In his Monday afternoon commentaries on KCRW, Marc Porter Zasada takes more creative chances and fashions many more gems than a certain other radio talking head I could name. Today, he perked up my drive home by comparing the decline of the Roman culture with what he sees here. "Lately, I can't help watching the way we hold up our chins, the bearing of our bureaucrats, the tone of our collective laughter. I note the changing purposes of our great families and I measure our growing obsession with the personal whims and tastes of our leaders," Zasada writes. He hooked me by reading from the Roman poet Marcus Valerius Martialis — while walking on Melrose and intertwining their observations.

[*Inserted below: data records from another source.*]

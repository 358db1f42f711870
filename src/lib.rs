//! csvplate renders a set of templates once per row of a CSV table.
//! Each rendering sees one flat model merged from the template's sidecar
//! document, the configuration's global data and the current row.

/// Command-line interface module
pub mod cli;

/// Configuration loading and validation
pub mod config;

/// Common constants
pub mod constants;

/// YAML documents to generic value trees, and typed projection of those trees
pub mod decoder;

/// Error types and exit codes
pub mod error;

/// Logger setup
pub mod logger;

/// Model merging and the diagnostic sink
pub mod model;

/// Output path and sidecar path computation
pub mod paths;

/// Run orchestration
pub mod processor;

/// Template compilation and rendering
pub mod renderer;

/// CSV input table
pub mod table;

/// Generic value tree, scalar coercion and key sanitizing
pub mod value;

He concludes:
As evening falls, the Urban Man takes Martial into the Urth Café and over my decaf cap I say to modern friends, "Don't worry, we aren't becoming Rome anytime soon. We have far to go before we treat enemies or undocumented aliens in such a brutal manner. Our disparity in wealth has not become so great. We are not so very uncareful of our democracy. Not so driven by our desires. Not so wasteful of our wealth. And surely, we will never be so unwise as to spend our life's blood trying to control the resources of far-off lands.
The actual tag line is here. Tuesday night at Book Soup, I just noticed, Zasada reads from his book, "The Urban Man: Staying Human in L.A." I barely know Marc, but for the record, he did interview me in 2006 for The Politics of Culture on KCRW.